(Data items)
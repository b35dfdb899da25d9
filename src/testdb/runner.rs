//! Scenario runner
//!
//! Runs [`TestScenario`]s as real sessions against their scripted scanner,
//! writing into a fresh folder per scenario, and compares the outcome with
//! the scenario's expectations.

use super::mock_scanner::RecordingPacer;
use super::scenarios::{ScenarioLibrary, TestScenario};
use crate::core::config::ConfigError;
use crate::core::folders::{FsFolderResolver, OutputFolderResolver};
use crate::core::launch::{run_session, SessionHooks};
use crate::core::naming::FilenamePattern;
use crate::core::session::{
    NoopObserver, Pacer, SessionObserver, SessionPolicy, SessionSummary, ThreadPacer,
};
use crate::core::settings::{
    AdfAutoScanConfig, DirectoryConfig, ModeConfig, RegistrationConfig, RunConfiguration,
    ScanConfig, SessionMode,
};
use log::info;
use std::fs;
use std::path::{Path, PathBuf};
use std::sync::Arc;
use std::time::{Duration, Instant};

/// Result of running a single scenario
#[derive(Debug, Clone)]
pub struct ScenarioResult {
    /// Scenario name
    pub name: String,
    /// Whether the outcome matched the expectations
    pub passed: bool,
    /// Execution time
    pub duration: Duration,
    /// Session counters, when the session started at all
    pub summary: Option<SessionSummary>,
    /// Files found in the output folder afterwards
    pub files: usize,
    /// Where the scenario wrote its scans
    pub output: PathBuf,
    /// Every difference from the expected outcome
    pub mismatches: Vec<String>,
}

/// Summary of a scenario run
#[derive(Debug, Clone, Default)]
pub struct TestSummary {
    pub total: usize,
    pub passed: usize,
    pub failed: usize,
    pub total_duration: Duration,
    pub results: Vec<ScenarioResult>,
}

impl TestSummary {
    /// Calculate pass rate as percentage
    pub fn pass_rate(&self) -> f64 {
        if self.total == 0 {
            0.0
        } else {
            (self.passed as f64 / self.total as f64) * 100.0
        }
    }

    pub fn all_passed(&self) -> bool {
        self.failed == 0
    }
}

/// Configuration for the scenario runner
#[derive(Debug, Clone)]
pub struct TestRunnerConfig {
    /// Folder under which each scenario gets its own directory
    pub output_root: PathBuf,
    /// Sleep for real instead of recording pauses
    pub real_time: bool,
}

impl Default for TestRunnerConfig {
    fn default() -> Self {
        Self {
            output_root: std::env::temp_dir(),
            real_time: false,
        }
    }
}

/// Runs scenarios and collects their results
pub struct TestRunner {
    config: TestRunnerConfig,
    observer: Arc<dyn SessionObserver>,
}

impl TestRunner {
    pub fn with_config(config: TestRunnerConfig) -> Self {
        Self {
            config,
            observer: Arc::new(NoopObserver),
        }
    }

    /// Watch every scenario session with `observer`
    pub fn with_observer(mut self, observer: Arc<dyn SessionObserver>) -> Self {
        self.observer = observer;
        self
    }

    fn prepare_directories(&self, scenario: &TestScenario) -> Result<DirectoryConfig, ConfigError> {
        let root = FsFolderResolver::new(&scenario.name)
            .with_temp_root(&self.config.output_root)
            .resolve_folder(None)?;
        let resolver = FsFolderResolver::new(&scenario.name);

        let pattern = FilenamePattern::new("scan{no}").map_err(|reason| ConfigError::Invalid {
            setting: "filename_pattern",
            reason,
        })?;

        Ok(DirectoryConfig {
            output: resolver.resolve_folder(Some(&root.join("out")))?,
            temp: resolver.resolve_folder(Some(&root.join("tmp")))?,
            pattern,
        })
    }

    fn run_configuration(scenario: &TestScenario, directories: DirectoryConfig) -> RunConfiguration {
        let mode = match scenario.mode {
            SessionMode::Listen => ModeConfig::Listen(RegistrationConfig {
                label: "scanwatch-sim".to_string(),
            }),
            SessionMode::AdfAutoscan => ModeConfig::AdfAutoscan(AdfAutoScanConfig {
                duplex: scenario.duplex,
                pdf: scenario.pdf,
                poll_interval: Duration::from_millis(200),
                start_delay: Duration::from_millis(500),
            }),
        };

        RunConfiguration {
            device_address: "simulated".to_string(),
            request_timeout: Duration::from_secs(5),
            reachability_poll: Duration::from_millis(200),
            directories,
            scan: ScanConfig {
                resolution: 200,
                width: 2550,
                height: 3508,
                color: Default::default(),
            },
            mode,
        }
    }

    /// Run one scenario
    pub fn run_scenario(&self, scenario: &TestScenario) -> ScenarioResult {
        let start = Instant::now();
        let mut mismatches = Vec::new();

        let directories = match self.prepare_directories(scenario) {
            Ok(dirs) => dirs,
            Err(e) => {
                return ScenarioResult {
                    name: scenario.name.clone(),
                    passed: false,
                    duration: start.elapsed(),
                    summary: None,
                    files: 0,
                    output: self.config.output_root.clone(),
                    mismatches: vec![format!("could not prepare folders: {}", e)],
                }
            }
        };
        let output = directories.output.clone();
        let run = Self::run_configuration(scenario, directories);

        let pacer: Arc<dyn Pacer> = if self.config.real_time {
            Arc::new(ThreadPacer)
        } else {
            Arc::new(RecordingPacer::new())
        };
        let hooks = SessionHooks {
            pacer,
            observer: self.observer.clone(),
        };
        let policy = SessionPolicy::for_run(&run).with_scan_limit(scenario.scan_limit);

        let scanner = Arc::new(scenario.script.build());
        let summary = match run_session(scanner, &run, policy, hooks) {
            Ok(summary) => Some(summary),
            Err(e) => {
                mismatches.push(format!("session did not start: {}", e));
                None
            }
        };

        let files = count_files(&output);
        let expected = &scenario.expected;
        if let Some(summary) = &summary {
            if summary.scans_saved != expected.scans_saved {
                mismatches.push(format!(
                    "scans saved: expected {}, got {}",
                    expected.scans_saved, summary.scans_saved
                ));
            }
            if summary.failures != expected.failures {
                mismatches.push(format!(
                    "failures: expected {}, got {}",
                    expected.failures, summary.failures
                ));
            }
            if summary.stop != expected.stop {
                mismatches.push(format!(
                    "stop reason: expected {}, got {}",
                    expected.stop, summary.stop
                ));
            }
        }
        if files != expected.files {
            mismatches.push(format!("files: expected {}, got {}", expected.files, files));
        }

        ScenarioResult {
            name: scenario.name.clone(),
            passed: mismatches.is_empty(),
            duration: start.elapsed(),
            summary,
            files,
            output,
            mismatches,
        }
    }

    /// Run the given scenarios in order
    pub fn run_scenarios(&self, scenarios: &[TestScenario]) -> TestSummary {
        let start = Instant::now();
        let mut summary = TestSummary::default();

        for scenario in scenarios {
            info!("Running scenario '{}'", scenario.name);
            let result = self.run_scenario(scenario);
            summary.total += 1;
            if result.passed {
                summary.passed += 1;
            } else {
                summary.failed += 1;
            }
            summary.results.push(result);
        }

        summary.total_duration = start.elapsed();
        summary
    }

    /// Run every scenario in the library
    pub fn run_all(&self) -> TestSummary {
        self.run_scenarios(&ScenarioLibrary::all_scenarios())
    }
}

fn count_files(folder: &Path) -> usize {
    fs::read_dir(folder)
        .map(|entries| {
            entries
                .filter_map(|e| e.ok())
                .filter(|e| e.path().is_file())
                .count()
        })
        .unwrap_or(0)
}
use serde::{Deserialize, Serialize};
use thiserror::Error;

/// Structured error payload a laptops backend may return alongside a
/// non-success status. ASP.NET style problem details put the summary in
/// `title`; most other backends use `message`.
#[derive(Debug, Clone, Default, PartialEq, Eq, Serialize, Deserialize)]
pub struct ServerErrorBody {
    #[serde(default, skip_serializing_if = "Option::is_none")]
    pub message: Option<String>,
    #[serde(default, skip_serializing_if = "Option::is_none")]
    pub title: Option<String>,
}

impl ServerErrorBody {
    /// Parses a response body, yielding `None` when it is not a JSON object
    /// carrying a string `message` or `title`.
    pub fn parse(body: &str) -> Option<Self> {
        let parsed: Self = serde_json::from_str(body).ok()?;
        if parsed.message().is_none() && parsed.title().is_none() {
            return None;
        }
        Some(parsed)
    }

    pub fn message(&self) -> Option<&str> {
        non_empty(self.message.as_deref())
    }

    pub fn title(&self) -> Option<&str> {
        non_empty(self.title.as_deref())
    }
}

fn non_empty(value: Option<&str>) -> Option<&str> {
    value.filter(|text| !text.is_empty())
}

/// Local form validation failures; these never reach the network.
#[derive(Debug, Clone, PartialEq, Eq, Error)]
pub enum ValidationError {
    #[error("Brand and Model are required fields")]
    MissingRequired,
}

(What you will do) Please find the lines in the data that contain the word "ThreadPacer" and copy them.

(Reply)
    NoopObserver, Pacer, SessionObserver, SessionPolicy, SessionSummary, ThreadPacer,
            Arc::new(ThreadPacer)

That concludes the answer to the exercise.